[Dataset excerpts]
------
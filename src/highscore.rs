//! High score persistence
//!
//! The simulation reads the best score once at startup and writes it back
//! only when a run beats it. Stores never fail loudly: an unreadable store
//! reads as 0 and a failed write is logged.

use serde::{Deserialize, Serialize};

/// Key-value style store for the best score
pub trait HighScoreStore {
    fn read(&self) -> u64;
    fn write(&mut self, score: u64);
}

/// On-disk / LocalStorage record
#[derive(Debug, Clone, Copy, Default, PartialEq, Eq, Serialize, Deserialize)]
pub struct HighScoreRecord {
    pub high_score: u64,
}

/// In-memory store (tests, hosts without persistence)
#[derive(Debug, Clone, Default)]
pub struct MemoryStore {
    value: u64,
    writes: u32,
}

impl MemoryStore {
    pub fn new() -> Self {
        Self::default()
    }

    pub fn with_score(value: u64) -> Self {
        Self { value, writes: 0 }
    }

    /// Number of writes received
    pub fn writes(&self) -> u32 {
        self.writes
    }
}

impl HighScoreStore for MemoryStore {
    fn read(&self) -> u64 {
        self.value
    }

    fn write(&mut self, score: u64) {
        self.value = score;
        self.writes += 1;
    }
}

/// JSON file store (native)
#[cfg(not(target_arch = "wasm32"))]
#[derive(Debug, Clone)]
pub struct FileStore {
    path: std::path::PathBuf,
}

#[cfg(not(target_arch = "wasm32"))]
impl FileStore {
    pub fn new(path: impl Into<std::path::PathBuf>) -> Self {
        Self { path: path.into() }
    }

    pub fn path(&self) -> &std::path::Path {
        &self.path
    }
}

#[cfg(not(target_arch = "wasm32"))]
impl HighScoreStore for FileStore {
    fn read(&self) -> u64 {
        let json = match std::fs::read_to_string(&self.path) {
            Ok(json) => json,
            Err(e) => {
                log::info!("No high score at {} ({e}), starting fresh", self.path.display());
                return 0;
            }
        };
        match serde_json::from_str::<HighScoreRecord>(&json) {
            Ok(record) => {
                log::info!("Loaded high score {}", record.high_score);
                record.high_score
            }
            Err(e) => {
                log::warn!("Corrupt high score file {}: {e}", self.path.display());
                0
            }
        }
    }

    fn write(&mut self, score: u64) {
        let record = HighScoreRecord { high_score: score };
        let json = match serde_json::to_string(&record) {
            Ok(json) => json,
            Err(e) => {
                log::warn!("Failed to encode high score: {e}");
                return;
            }
        };
        match std::fs::write(&self.path, json) {
            Ok(()) => log::info!("High score {} saved", score),
            Err(e) => log::warn!("Failed to save high score to {}: {e}", self.path.display()),
        }
    }
}

/// Browser LocalStorage store (WASM only)
#[cfg(target_arch = "wasm32")]
#[derive(Debug, Clone, Default)]
pub struct LocalStorageStore;

#[cfg(target_arch = "wasm32")]
impl LocalStorageStore {
    const STORAGE_KEY: &'static str = "avo_jump_high_score";

    pub fn new() -> Self {
        Self
    }

    fn storage() -> Option<web_sys::Storage> {
        web_sys::window()
            .and_then(|w| w.local_storage().ok())
            .flatten()
    }
}

#[cfg(target_arch = "wasm32")]
impl HighScoreStore for LocalStorageStore {
    fn read(&self) -> u64 {
        if let Some(storage) = Self::storage() {
            if let Ok(Some(json)) = storage.get_item(Self::STORAGE_KEY) {
                if let Ok(record) = serde_json::from_str::<HighScoreRecord>(&json) {
                    log::info!("Loaded high score {}", record.high_score);
                    return record.high_score;
                }
            }
        }

        log::info!("No high score found, starting fresh");
        0
    }

    fn write(&mut self, score: u64) {
        if let Some(storage) = Self::storage() {
            if let Ok(json) = serde_json::to_string(&HighScoreRecord { high_score: score }) {
                let _ = storage.set_item(Self::STORAGE_KEY, &json);
                log::info!("High score {} saved", score);
            }
        }
    }
}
------
YOUR GOAL -> Using the data above, print exactly the lines from the line that contains "pub fn new(path: impl" through the line that contains "let json = match std::fs::read_to_string(&self.path)", with both included.

EXPECTED OUTPUT ->
    pub fn new(path: impl Into<std::path::PathBuf>) -> Self {
        Self { path: path.into() }
    }

    pub fn path(&self) -> &std::path::Path {
        &self.path
    }
}

#[cfg(not(target_arch = "wasm32"))]
impl HighScoreStore for FileStore {
    fn read(&self) -> u64 {
        let json = match std::fs::read_to_string(&self.path) {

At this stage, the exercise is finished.